Go through the entries below, tally each line that has the word "crate", and give only the total.

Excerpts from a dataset
>>>
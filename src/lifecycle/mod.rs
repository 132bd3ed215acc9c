pub mod close;
pub mod vcs;

pub use close::{CloseReport, LifecycleError, ProjectLifecycleManager, VcsStatus};
pub use vcs::{GitClient, VcsClient};
use anyhow::{Context, Result};
use clap::Args as ClapArgs;
use tokio_util::sync::CancellationToken;

use crate::commands::common::Services;
use crate::config::Config;
use crate::tower::TowerApp;

#[derive(ClapArgs)]
pub struct Args {
    /// Poll interval in milliseconds
    #[arg(long)]
    pub interval: Option<u64>,
}

pub async fn execute(args: Args, config: Config) -> Result<()> {
    let config = match args.interval {
        Some(ms) => config.with_poll_interval(ms),
        None => config,
    };

    let services = Services::new(config);
    let engine = services.restored_engine().await?;

    let cancel = CancellationToken::new();
    let poller = tokio::spawn(engine.run(cancel.clone()));
    let resume = services.lifecycle.spawn_resume();

    let mut app = TowerApp::new(services.handle(), services.lifecycle.clone());
    let result = app.run().await;

    cancel.cancel();
    poller.await.context("Reconciliation task failed")?;
    if !resume.is_finished() {
        tracing::info!("Waiting for interrupted closes to finish");
    }
    resume.await.context("Close resume task failed")?;

    result
}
<<<
• _Answer to this task_:
3